Hsp-90 and the biology of nematodes
- Equal contributors
1 Parasitology Group, Institute of Comparative Medicine, School of Veterinary Medicine, University of Glasgow, Bearsden Road, Glasgow G61 1QH, UK
2 The School of Veterinary Medicine and Science, The University of Nottingham, Sutton Bonington Campus, Sutton Bonington, Leicestershire, LE12 5RD, UK
BMC Evolutionary Biology 2009, 9:254 doi:10.1186/1471-2148-9-254Published: 22 October 2009
Hsp-90 from the free-living nematode Caenorhabditis elegans is unique in that it fails to bind to the specific Hsp-90 inhibitor, geldanamycin (GA). Here we surveyed 24 different free-living or parasitic nematodes with the aim of determining whether C. elegans Hsp-90 was the exception or the norm amongst the nematodes. We combined these data with codon evolution models in an attempt to identify whether hsp-90 from GA-binding and non-binding species has evolved under different evolutionary constraints.

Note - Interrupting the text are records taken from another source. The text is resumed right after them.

//! Shared helpers for device identity, addressing, and XML text handling.

use std::net::Ipv4Addr;

use quick_xml::events::Event;
use quick_xml::reader::Reader;

// ─────────────────────────────────────────────────────────────────────────────
// Device Identity
// ─────────────────────────────────────────────────────────────────────────────

/// Derives the external lookup id from a friendly name.
///
/// Lower-cases the name and replaces every space with an underscore. Cached
/// records, paired bridge devices and lookups all go through this function,
/// so the exact transformation must not change.
///
/// # Example
/// ```ignore
/// assert_eq!(derive_id("Living Room Switch"), "living_room_switch");
/// ```
pub fn derive_id(friendly_name: &str) -> String {
    friendly_name.to_lowercase().replace(' ', "_")
}

/// Returns true if `value` is a literal dotted-quad IPv4 address.
///
/// Handles accept either an address or a device id, and this decides which.
pub fn is_ip(value: &str) -> bool {
    value.parse::<Ipv4Addr>().is_ok()
}

// ─────────────────────────────────────────────────────────────────────────────
// XML Parsing Utilities
// ─────────────────────────────────────────────────────────────────────────────

/// Extracts text content from the first occurrence of an XML element.
///
/// Searches for an element by its local name (ignoring namespace prefixes)
/// and returns its decoded text content.
///
/// # Example
/// ```ignore
/// let xml = r#"<u:BinaryState>1</u:BinaryState>"#;
/// assert_eq!(extract_xml_text(xml, "BinaryState"), Some("1".to_string()));
/// ```
pub fn extract_xml_text(xml: &str, element_name: &str) -> Option<String> {
    let mut reader = Reader::from_str(xml);
    let mut buf = Vec::new();
    let target_bytes = element_name.as_bytes();

    loop {
        match reader.read_event_into(&mut buf) {
            Ok(Event::Start(ref e)) if e.local_name().as_ref() == target_bytes => {
                if let Ok(text) = reader.read_text(e.name()) {
                    let decoded = html_escape::decode_html_entities(&text);
                    return Some(decoded.trim().to_string());
                }
            }
            Ok(Event::Empty(ref e)) if e.local_name().as_ref() == target_bytes => {
                return Some(String::new());
            }
            Ok(Event::Eof) => break,
            Err(_) => break,
            _ => {}
        }
        buf.clear();
    }
    None
}

// ─────────────────────────────────────────────────────────────────────────────
// XML Encoding
// ─────────────────────────────────────────────────────────────────────────────

/// Escapes XML special characters for embedding in XML content.
///
/// Used for SOAP arguments, including the nested `DeviceStatus` documents
/// the bridge expects as escaped text.
pub fn escape_xml(s: &str) -> String {
    s.replace('&', "&amp;")
        .replace('<', "&lt;")
        .replace('>', "&gt;")
        .replace('"', "&quot;")
        .replace('\'', "&apos;")
}

// ─────────────────────────────────────────────────────────────────────────────
// URL Building
// ─────────────────────────────────────────────────────────────────────────────

/// Builds a device URL for the given address and path.
///
/// Accepts paths with or without a leading slash (`setup.xml` and
/// `/upnp/control/basicevent1` are both valid).
pub fn build_device_url(ip: &str, port: u16, path: &str) -> String {
    format!("http://{}:{}/{}", ip, port, path.trim_start_matches('/'))
}
//! Shared types for Wemo device discovery.

use std::net::SocketAddr;

use thiserror::Error;

/// A raw SSDP response as received from the network.
///
/// Ephemeral: only used to derive the device address before enrichment.
#[derive(Debug, Clone, PartialEq, Eq)]
pub struct Advertisement {
    /// Address the response was sent from.
    pub sender: SocketAddr,
    /// Full response text, headers included.
    pub payload: String,
}

impl Advertisement {
    /// IP address of the advertising device.
    pub fn ip(&self) -> String {
        self.sender.ip().to_string()
    }
}

/// Errors that can occur during a network scan.
#[derive(Debug, Error)]
pub enum DiscoveryError {
    /// Failed to create or bind the UDP socket.
    #[error("failed to bind UDP socket: {0}")]
    SocketBind(#[source] std::io::Error),

    /// Failed to send the M-SEARCH query.
    #[error("failed to send SSDP search: {0}")]
    SendSearch(#[source] std::io::Error),

    /// Socket error while collecting responses.
    #[error("failed to receive SSDP response: {0}")]
    Receive(#[source] std::io::Error),
}

/// Convenient Result alias for scan operations.
pub type DiscoveryResult<T> = Result<T, DiscoveryError>;
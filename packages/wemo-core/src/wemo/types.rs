//! Domain types for discovered Wemo devices and their state.

use std::fmt;

use serde::{Deserialize, Serialize};

/// Control behaviour assigned to a device record at classification time.
#[derive(Debug, Clone, Copy, PartialEq, Eq, Hash, Serialize, Deserialize)]
#[serde(rename_all = "snake_case")]
pub enum DeviceRole {
    /// Wemo smart plug (also used for emulated sockets).
    Switch,
    /// In-wall light switch.
    LightSwitch,
    /// Smart plug with power telemetry.
    InsightSwitch,
    /// Wemo Link bridge managing paired bulbs.
    Bridge,
    /// Dimmable bulb paired to a bridge (never produced by classification).
    Bulb,
    /// Model not recognised; no handle can be built.
    #[serde(other)]
    Unknown,
}

impl DeviceRole {
    /// Returns true if a device handle can be constructed for this role.
    pub fn is_known(&self) -> bool {
        !matches!(self, Self::Unknown)
    }
}

impl fmt::Display for DeviceRole {
    fn fmt(&self, f: &mut fmt::Formatter<'_>) -> fmt::Result {
        let name = match self {
            Self::Switch => "switch",
            Self::LightSwitch => "light_switch",
            Self::InsightSwitch => "insight_switch",
            Self::Bridge => "bridge",
            Self::Bulb => "bulb",
            Self::Unknown => "unknown",
        };
        f.pad(name)
    }
}

impl std::str::FromStr for DeviceRole {
    type Err = String;

    fn from_str(s: &str) -> Result<Self, Self::Err> {
        match s {
            "switch" => Ok(Self::Switch),
            "light_switch" => Ok(Self::LightSwitch),
            "insight_switch" => Ok(Self::InsightSwitch),
            "bridge" => Ok(Self::Bridge),
            "bulb" => Ok(Self::Bulb),
            other => Err(format!("unknown device role '{}'", other)),
        }
    }
}

/// Operations a device handle may offer.
#[derive(Debug, Clone, Copy, PartialEq, Eq, Hash, Serialize)]
#[serde(rename_all = "snake_case")]
pub enum Capability {
    /// `on`, `off`, `state`.
    Switchable,
    /// `params` (Insight power telemetry).
    ParamsReporting,
    /// `dim`.
    Dimmable,
}

impl fmt::Display for Capability {
    fn fmt(&self, f: &mut fmt::Formatter<'_>) -> fmt::Result {
        match self {
            Self::Switchable => write!(f, "switching"),
            Self::ParamsReporting => write!(f, "params reporting"),
            Self::Dimmable => write!(f, "dimming"),
        }
    }
}

/// A resolved Wemo device as stored in the cache.
///
/// Replaced wholesale on every refresh.
#[derive(Debug, Clone, PartialEq, Eq, Serialize, Deserialize)]
#[serde(rename_all = "camelCase")]
pub struct DeviceRecord {
    /// Lookup key derived from `friendly_name`.
    pub id: String,
    pub ip: String,
    pub port: u16,
    pub device_type: String,
    pub friendly_name: String,
    pub model_name: String,
    #[serde(rename = "UDN")]
    pub udn: String,
    pub role: DeviceRole,
    /// Sub-devices, only present on bridge records.
    #[serde(default, skip_serializing_if = "Option::is_none")]
    pub paired_devices: Option<Vec<PairedDevice>>,
}

/// A bulb (or other end device) paired to a Wemo Link bridge.
#[derive(Debug, Clone, PartialEq, Eq, Serialize, Deserialize)]
#[serde(rename_all = "camelCase")]
pub struct PairedDevice {
    /// Lookup key derived from `friendly_name`, same rule as top-level ids.
    pub id: String,
    /// Bridge-assigned device id (`DeviceID`), used for routing commands.
    pub device_id: String,
    pub friendly_name: String,
    #[serde(default, skip_serializing_if = "Option::is_none")]
    pub product_name: Option<String>,
    #[serde(default, skip_serializing_if = "Option::is_none")]
    pub capability_ids: Option<String>,
    #[serde(default, skip_serializing_if = "Option::is_none")]
    pub current_state: Option<String>,
}

/// Last-known state of a device: binary 0/1, or whatever raw value the
/// device reported.
#[derive(Debug, Clone, PartialEq, Eq, Serialize, Deserialize)]
#[serde(untagged)]
pub enum StateValue {
    Number(i64),
    Text(String),
}

impl StateValue {
    /// The "off" state, also the default for devices with no recorded state.
    pub const OFF: StateValue = StateValue::Number(0);

    /// The "on" state.
    pub const ON: StateValue = StateValue::Number(1);

    /// Interprets a textual state reported by a device.
    pub fn parse(raw: &str) -> Self {
        let raw = raw.trim();
        raw.parse::<i64>()
            .map(Self::Number)
            .unwrap_or_else(|_| Self::Text(raw.to_string()))
    }

    /// Returns true unless the state is zero.
    ///
    /// Insight switches report `8` for standby and pipe-suffixed values on
    /// some firmware; only the leading field is considered.
    pub fn is_on(&self) -> bool {
        match self {
            Self::Number(n) => *n != 0,
            Self::Text(s) => s
                .split('|')
                .next()
                .and_then(|first| first.trim().parse::<i64>().ok())
                .is_some_and(|n| n != 0),
        }
    }
}

impl Default for StateValue {
    fn default() -> Self {
        Self::OFF
    }
}

impl From<bool> for StateValue {
    fn from(on: bool) -> Self {
        if on {
            Self::ON
        } else {
            Self::OFF
        }
    }
}

impl fmt::Display for StateValue {
    fn fmt(&self, f: &mut fmt::Formatter<'_>) -> fmt::Result {
        match self {
            Self::Number(n) => write!(f, "{}", n),
            Self::Text(s) => f.write_str(s),
        }
    }
}

/// Parsed `GetInsightParams` report.
///
/// The device answers with a pipe-delimited string; field meaning is by
/// position. The raw string is kept because firmware revisions append fields.
#[derive(Debug, Clone, PartialEq, Eq, Serialize)]
pub struct InsightParams {
    raw: String,
    fields: Vec<String>,
}

impl InsightParams {
    /// Splits a raw parameter string.
    pub fn parse(raw: &str) -> Self {
        let raw = raw.trim().to_string();
        let fields = raw.split('|').map(|f| f.trim().to_string()).collect();
        Self { raw, fields }
    }

    /// The string exactly as the device reported it.
    pub fn raw(&self) -> &str {
        &self.raw
    }

    /// Field at `index`, if present.
    pub fn field(&self, index: usize) -> Option<&str> {
        self.fields.get(index).map(String::as_str)
    }

    fn numeric(&self, index: usize) -> Option<u64> {
        self.field(index).and_then(|f| f.parse().ok())
    }

    /// Binary state (0 off, 1 on, 8 standby).
    pub fn state(&self) -> Option<StateValue> {
        self.field(0).map(StateValue::parse)
    }

    /// Unix timestamp of the last state change.
    pub fn last_change(&self) -> Option<u64> {
        self.numeric(1)
    }

    /// Seconds the device has been on in the current session.
    pub fn on_for_secs(&self) -> Option<u64> {
        self.numeric(2)
    }

    /// Seconds on today.
    pub fn on_today_secs(&self) -> Option<u64> {
        self.numeric(3)
    }

    /// Seconds on over the reporting period.
    pub fn on_total_secs(&self) -> Option<u64> {
        self.numeric(4)
    }

    /// Length of the reporting period in seconds.
    pub fn time_period_secs(&self) -> Option<u64> {
        self.numeric(5)
    }

    /// Current power draw in milliwatts.
    pub fn current_power_mw(&self) -> Option<u64> {
        self.numeric(7)
    }

    /// Energy used today in milliwatt-minutes.
    pub fn today_mw_minutes(&self) -> Option<u64> {
        self.numeric(8)
    }

    /// Energy used over the reporting period in milliwatt-minutes.
    pub fn total_mw_minutes(&self) -> Option<f64> {
        self.field(9).and_then(|f| f.parse().ok())
    }

    /// Power draw above which the device reports "on" rather than standby.
    pub fn power_threshold_mw(&self) -> Option<u64> {
        self.numeric(10)
    }
}
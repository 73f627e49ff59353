//! Wemo device discovery and resolution.
//!
//! [`Discovery`] runs one SSDP search, fetches each responder's `setup.xml`,
//! drops emulated devices, classifies the rest by model name, expands bridge
//! pairings and persists the list. Later lookups and handle construction are
//! served from that list without rescanning.
//!
//! # Module Structure
//!
//! - `types` - Advertisement and error types
//! - `ssdp` - Default UDP scan transport

mod ssdp;
mod types;

use std::str::FromStr;
use std::sync::Arc;
use std::time::Duration;

pub use ssdp::{extract_location, extract_location_port, SsdpConfig, SsdpScanner};
pub use types::{Advertisement, DiscoveryError, DiscoveryResult};

use crate::cache::DeviceCache;
use crate::config::Config;
use crate::error::{WemoError, WemoResult};
use crate::protocol_constants::{
    DEFAULT_WEMO_PORT, EMULATED_DEVICE_TYPE, SCAN_WINDOW_SECS, SETUP_XML, WEMO_SEARCH_TARGET,
};
use crate::wemo::bridge::{fetch_paired_devices, Bridge};
use crate::wemo::classify::Classifier;
use crate::wemo::client::HttpConnector;
use crate::wemo::descriptor::parse_device_descriptor;
use crate::wemo::device::{Device, HandleParts, HandleRegistry};
use crate::wemo::traits::{Connector, ScanTransport};
use crate::wemo::types::{DeviceRecord, DeviceRole};
use crate::wemo::utils::{derive_id, is_ip};

/// Record field used by [`Discovery::lookup_device`].
#[derive(Debug, Clone, Copy, PartialEq, Eq)]
pub enum LookupKey {
    Id,
    Ip,
    FriendlyName,
    ModelName,
    Udn,
    DeviceType,
}

impl LookupKey {
    fn value<'a>(&self, record: &'a DeviceRecord) -> &'a str {
        match self {
            Self::Id => &record.id,
            Self::Ip => &record.ip,
            Self::FriendlyName => &record.friendly_name,
            Self::ModelName => &record.model_name,
            Self::Udn => &record.udn,
            Self::DeviceType => &record.device_type,
        }
    }

    /// Returns true if the record's field equals `value` exactly.
    pub fn matches(&self, record: &DeviceRecord, value: &str) -> bool {
        self.value(record) == value
    }
}

impl FromStr for LookupKey {
    type Err = String;

    /// Accepts the cached field names (`friendlyName`, `UDN`, ...) and their
    /// snake_case forms.
    fn from_str(s: &str) -> Result<Self, Self::Err> {
        match s {
            "id" => Ok(Self::Id),
            "ip" => Ok(Self::Ip),
            "friendlyName" | "friendly_name" => Ok(Self::FriendlyName),
            "modelName" | "model_name" => Ok(Self::ModelName),
            "UDN" | "udn" => Ok(Self::Udn),
            "deviceType" | "device_type" => Ok(Self::DeviceType),
            other => Err(format!("unknown lookup key '{}'", other)),
        }
    }
}

/// Discovery coordinator.
pub struct Discovery {
    scanner: Arc<dyn ScanTransport>,
    connector: Arc<dyn Connector>,
    cache: DeviceCache,
    classifier: Classifier,
    registry: HandleRegistry,
    bridge_id: String,
}

impl Discovery {
    /// Creates a coordinator using the default SSDP and HTTP transports.
    pub fn new(config: &Config) -> Self {
        Self::with_transports(
            Arc::new(SsdpScanner::new(config.ssdp())),
            Arc::new(HttpConnector::new(config.http_timeout())),
            DeviceCache::new(config.cache_file.clone()),
        )
        .with_bridge_id(config.bridge_id.clone())
    }

    /// Creates a coordinator over explicit transports.
    pub fn with_transports(
        scanner: Arc<dyn ScanTransport>,
        connector: Arc<dyn Connector>,
        cache: DeviceCache,
    ) -> Self {
        Self {
            scanner,
            connector,
            cache,
            classifier: Classifier::default(),
            registry: HandleRegistry::default(),
            bridge_id: crate::protocol_constants::DEFAULT_BRIDGE_ID.to_string(),
        }
    }

    #[must_use]
    pub fn with_classifier(mut self, classifier: Classifier) -> Self {
        self.classifier = classifier;
        self
    }

    #[must_use]
    pub fn with_registry(mut self, registry: HandleRegistry) -> Self {
        self.registry = registry;
        self
    }

    /// Sets the id of the bridge consulted for ids not found at top level.
    #[must_use]
    pub fn with_bridge_id(mut self, bridge_id: impl Into<String>) -> Self {
        self.bridge_id = bridge_id.into();
        self
    }

    pub fn cache(&self) -> &DeviceCache {
        &self.cache
    }

    /// Returns the resolved device list.
    ///
    /// Without `refresh` a non-empty cached list is returned as-is; otherwise
    /// (or if the cache is empty) the network is scanned and the result
    /// replaces the cached list.
    pub async fn find(&self, refresh: bool) -> WemoResult<Vec<DeviceRecord>> {
        if !refresh {
            let cached = self.cache.read_devices();
            if !cached.is_empty() {
                log::debug!("[Discovery] Using {} cached device(s)", cached.len());
                return Ok(cached);
            }
        }

        let devices = self.scan().await?;
        self.cache.write_devices(&devices);
        Ok(devices)
    }

    /// Scans the network and enriches every advertisement, in order.
    ///
    /// Duplicate advertisements are kept. A descriptor failure aborts the scan.
    async fn scan(&self) -> WemoResult<Vec<DeviceRecord>> {
        let advertisements = self
            .scanner
            .search(WEMO_SEARCH_TARGET, Duration::from_secs(SCAN_WINDOW_SECS))
            .await?;
        log::info!(
            "[Discovery] {} advertisement(s) received",
            advertisements.len()
        );

        let mut devices = Vec::with_capacity(advertisements.len());
        for advertisement in &advertisements {
            if let Some(record) = self.enrich(advertisement).await? {
                devices.push(record);
            }
        }

        log::info!("[Discovery] Resolved {} device(s)", devices.len());
        Ok(devices)
    }

    /// Resolves one advertisement into a record.
    ///
    /// Returns None for emulated devices.
    async fn enrich(&self, advertisement: &Advertisement) -> WemoResult<Option<DeviceRecord>> {
        let ip = advertisement.ip();
        let port = extract_location_port(&advertisement.payload).unwrap_or(DEFAULT_WEMO_PORT);
        let client = self.connector.connect(&ip, port);

        let xml = client.info(SETUP_XML).await?;
        let descriptor = parse_device_descriptor(&xml)?;

        if descriptor.device_type == EMULATED_DEVICE_TYPE {
            log::debug!(
                "[Discovery] Skipping emulated device '{}' at {}",
                descriptor.friendly_name,
                ip
            );
            return Ok(None);
        }

        let role = self.classifier.classify(&descriptor.model_name);
        let paired_devices = if role == DeviceRole::Bridge {
            Some(fetch_paired_devices(client.as_ref(), &descriptor.udn).await?)
        } else {
            None
        };

        log::debug!(
            "[Discovery] {} ({}) at {}:{} -> {}",
            descriptor.friendly_name,
            descriptor.model_name,
            ip,
            port,
            role
        );

        Ok(Some(DeviceRecord {
            id: derive_id(&descriptor.friendly_name),
            ip,
            port,
            device_type: descriptor.device_type,
            friendly_name: descriptor.friendly_name,
            model_name: descriptor.model_name,
            udn: descriptor.udn,
            role,
            paired_devices,
        }))
    }

    /// Returns the first resolved record whose `key` field equals `value`.
    pub async fn lookup_device(
        &self,
        key: LookupKey,
        value: &str,
    ) -> WemoResult<Option<DeviceRecord>> {
        Ok(self
            .find(false)
            .await?
            .into_iter()
            .find(|record| key.matches(record, value)))
    }

    fn build(&self, id: String, record: DeviceRecord) -> WemoResult<Device> {
        let client = self.connector.connect(&record.ip, record.port);
        self.registry.build(HandleParts {
            id,
            role: record.role,
            client,
            cache: self.cache.clone(),
            record: Some(record),
        })
    }

    /// Builds the handle for a device id (or a literal IP of a resolved device).
    ///
    /// Ids not resolved at top level are looked up among the devices paired
    /// to the configured bridge.
    ///
    /// # Errors
    /// Returns [`WemoError::DeviceNotFound`] if neither matches.
    pub async fn get_device_by_id(&self, id: &str) -> WemoResult<Device> {
        let key = if is_ip(id) { LookupKey::Ip } else { LookupKey::Id };
        let devices = self.find(false).await?;

        if let Some(record) = devices
            .iter()
            .find(|r| key.matches(r, id) && self.registry.supports(r.role))
        {
            return self.build(id.to_string(), record.clone());
        }

        let Some(bridge_record) = devices
            .iter()
            .find(|r| r.id == self.bridge_id && r.role == DeviceRole::Bridge)
        else {
            return Err(WemoError::DeviceNotFound(id.to_string()));
        };

        let client = self.connector.connect(&bridge_record.ip, bridge_record.port);
        let bridge = Bridge::from_record(bridge_record, client);
        match bridge.device_id_by_custom_id(id).await? {
            Some(device_id) => {
                log::debug!(
                    "[Discovery] {} resolved via {} as {}",
                    id,
                    self.bridge_id,
                    device_id
                );
                Ok(Device::bulb(id, bridge, device_id))
            }
            None => Err(WemoError::DeviceNotFound(id.to_string())),
        }
    }

    /// Builds the handle for a friendly name.
    pub async fn get_device_by_name(&self, friendly_name: &str) -> WemoResult<Device> {
        self.get_device_by_id(&derive_id(friendly_name)).await
    }

    /// Builds a handle for a literal address without consulting the cache
    /// for resolution. The address doubles as the id.
    pub fn device_at(&self, ip: &str, port: u16, role: DeviceRole) -> WemoResult<Device> {
        self.registry.build(HandleParts {
            id: ip.to_string(),
            role,
            client: self.connector.connect(ip, port),
            cache: self.cache.clone(),
            record: None,
        })
    }
}

impl std::fmt::Debug for Discovery {
    fn fmt(&self, f: &mut std::fmt::Formatter<'_>) -> std::fmt::Result {
        f.debug_struct("Discovery")
            .field("cache", &self.cache)
            .field("classifier", &self.classifier)
            .field("registry", &self.registry)
            .field("bridge_id", &self.bridge_id)
            .finish()
    }
}
//! File-backed device registry.
//!
//! One JSON document holds the resolved device list (written by discovery)
//! and the last-known state per device id (written by the control fallback).
//! Every access is a whole-file read, and every update a whole-file
//! read-modify-write.
//!
//! Writes go to a sibling temp file and are renamed into place, so readers
//! never see a torn document. Updates inside one process are serialized by a
//! global lock; separate processes sharing the file are NOT coordinated and
//! the last writer wins.

use std::collections::BTreeMap;
use std::path::{Path, PathBuf};
use std::sync::OnceLock;

use parking_lot::Mutex;
use serde::{Deserialize, Serialize};
use thiserror::Error;

use crate::wemo::types::{DeviceRecord, StateValue};

/// Global mutex to serialize all cache read-modify-write cycles.
static CACHE_LOCK: OnceLock<Mutex<()>> = OnceLock::new();

fn cache_lock() -> &'static Mutex<()> {
    CACHE_LOCK.get_or_init(|| Mutex::new(()))
}

/// Errors from reading or writing the cache file.
///
/// These never escape the public cache operations; they are logged and the
/// operation degrades (empty store on read, skipped write).
#[derive(Debug, Error)]
pub enum CacheError {
    #[error("cache I/O failed for {path}: {source}")]
    Io {
        path: PathBuf,
        #[source]
        source: std::io::Error,
    },

    #[error("cache file {path} is not valid JSON: {source}")]
    Json {
        path: PathBuf,
        #[source]
        source: serde_json::Error,
    },
}

/// The persisted document.
///
/// The two halves are not kept consistent with each other: state entries for
/// devices that disappeared from `device` are left in place.
#[derive(Debug, Clone, Default, PartialEq, Eq, Serialize, Deserialize)]
pub struct CacheStore {
    #[serde(default)]
    pub device: Vec<DeviceRecord>,
    #[serde(default)]
    pub state: BTreeMap<String, StateValue>,
}

/// Handle to a cache file.
#[derive(Debug, Clone)]
pub struct DeviceCache {
    path: PathBuf,
}

impl DeviceCache {
    pub fn new(path: impl Into<PathBuf>) -> Self {
        Self { path: path.into() }
    }

    pub fn path(&self) -> &Path {
        &self.path
    }

    fn temp_path(&self) -> PathBuf {
        let mut temp = self.path.as_os_str().to_owned();
        temp.push(".tmp");
        PathBuf::from(temp)
    }

    /// Reads the whole store, failing on I/O or parse errors.
    ///
    /// A missing or empty file is an empty store, not an error.
    pub fn try_load(&self) -> Result<CacheStore, CacheError> {
        let contents = match std::fs::read_to_string(&self.path) {
            Ok(contents) => contents,
            Err(e) if e.kind() == std::io::ErrorKind::NotFound => {
                return Ok(CacheStore::default())
            }
            Err(source) => {
                return Err(CacheError::Io {
                    path: self.path.clone(),
                    source,
                })
            }
        };

        if contents.trim().is_empty() {
            return Ok(CacheStore::default());
        }

        serde_json::from_str(&contents).map_err(|source| CacheError::Json {
            path: self.path.clone(),
            source,
        })
    }

    /// Reads the whole store.
    ///
    /// Returns an empty store if the file is missing, empty or invalid.
    pub fn load(&self) -> CacheStore {
        self.try_load().unwrap_or_else(|e| {
            log::warn!("[Cache] {}; treating as empty", e);
            CacheStore::default()
        })
    }

    /// Writes the whole store (temp file + rename).
    ///
    /// Creates the parent directory if it doesn't exist.
    pub fn save(&self, store: &CacheStore) -> Result<(), CacheError> {
        let io_err = |source: std::io::Error| CacheError::Io {
            path: self.path.clone(),
            source,
        };

        if let Some(parent) = self.path.parent().filter(|p| !p.as_os_str().is_empty()) {
            std::fs::create_dir_all(parent).map_err(io_err)?;
        }

        let contents = serde_json::to_string_pretty(store).map_err(|source| CacheError::Json {
            path: self.path.clone(),
            source,
        })?;

        let temp_path = self.temp_path();
        std::fs::write(&temp_path, contents).map_err(io_err)?;
        std::fs::rename(&temp_path, &self.path).map_err(io_err)
    }

    /// Applies `f` to the current store and saves the result under the lock.
    fn update(&self, f: impl FnOnce(&mut CacheStore)) {
        let _guard = cache_lock().lock();
        let mut store = self.load();
        f(&mut store);
        if let Err(e) = self.save(&store) {
            log::warn!("[Cache] Write skipped: {}", e);
        }
    }

    /// Returns the cached device list (empty if none).
    pub fn read_devices(&self) -> Vec<DeviceRecord> {
        let _guard = cache_lock().lock();
        self.load().device
    }

    /// Replaces the device list, keeping every state entry.
    pub fn write_devices(&self, devices: &[DeviceRecord]) {
        log::debug!("[Cache] Writing {} device(s) to {}", devices.len(), self.path.display());
        self.update(|store| store.device = devices.to_vec());
    }

    /// Returns the last-known state of `id`, or off if none was recorded.
    pub fn read_state(&self, id: &str) -> StateValue {
        let _guard = cache_lock().lock();
        self.load().state.get(id).cloned().unwrap_or_default()
    }

    /// Records the state of `id`, keeping the device list.
    pub fn write_state(&self, id: &str, value: StateValue) {
        log::debug!("[Cache] Recording state {} for {}", value, id);
        self.update(|store| {
            store.state.insert(id.to_string(), value);
        });
    }
}
//! Library configuration.

use std::path::PathBuf;
use std::time::Duration;

use serde::{Deserialize, Serialize};

use crate::protocol_constants::DEFAULT_BRIDGE_ID;
use crate::wemo::discovery::SsdpConfig;

/// Configuration for discovery and control.
///
/// All fields have sensible defaults.
#[derive(Debug, Serialize, Deserialize, Clone, PartialEq, Eq)]
#[serde(default)]
pub struct Config {
    // Cache
    /// Path of the JSON device registry.
    pub cache_file: PathBuf,

    // Control
    /// Per-request HTTP timeout (milliseconds). None waits indefinitely.
    pub http_timeout_ms: Option<u64>,

    /// Id of the bridge consulted for ids not found at top level.
    pub bridge_id: String,

    // Discovery
    /// Number of M-SEARCH packets to send during discovery.
    pub ssdp_send_count: u64,

    /// Delay between M-SEARCH packet retries (milliseconds).
    pub ssdp_retry_delay_ms: u64,

    /// MX value advertised in M-SEARCH (seconds).
    pub ssdp_mx: u64,
}

impl Config {
    /// Default cache location: `wemo-devices.json` in the system temp dir.
    pub fn default_cache_file() -> PathBuf {
        std::env::temp_dir().join("wemo-devices.json")
    }

    pub fn http_timeout(&self) -> Option<Duration> {
        self.http_timeout_ms.map(Duration::from_millis)
    }

    pub fn ssdp(&self) -> SsdpConfig {
        SsdpConfig {
            send_count: self.ssdp_send_count.max(1),
            retry_delay: Duration::from_millis(self.ssdp_retry_delay_ms),
            mx_value: self.ssdp_mx,
        }
    }
}

impl Default for Config {
    fn default() -> Self {
        let ssdp = SsdpConfig::default();
        Self {
            cache_file: Self::default_cache_file(),
            http_timeout_ms: None,
            bridge_id: DEFAULT_BRIDGE_ID.to_string(),
            ssdp_send_count: ssdp.send_count,
            ssdp_retry_delay_ms: ssdp.retry_delay.as_millis() as u64,
            ssdp_mx: ssdp.mx_value,
        }
    }
}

We show that GA-binding is associated with life history: free-living nematodes and those parasitic species with free-living larval stages failed to bind GA. In contrast, obligate parasites and those worms in which the free-living stage in the environment is enclosed within a resistant egg, possess a GA-binding Hsp-90. We analysed Hsp-90 sequences from fifteen nematode species to determine whether nematode hsp-90s have undergone adaptive evolution that influences GA-binding. Our data provide evidence of rapid diversifying selection in the evolution of the hsp-90 gene along three separate lineages, and identified a number of residues showing significant evidence of adaptive evolution. However, we were unable to prove that the selection observed is correlated with the ability to bind geldanamycin or not.
Hsp-90 is a multi-functional protein and the rapid evolution of the hsp-90 gene presumably correlates with other key cellular functions. Factors other than primary amino acid sequence may influence the ability of Hsp-90 to bind to geldanamycin.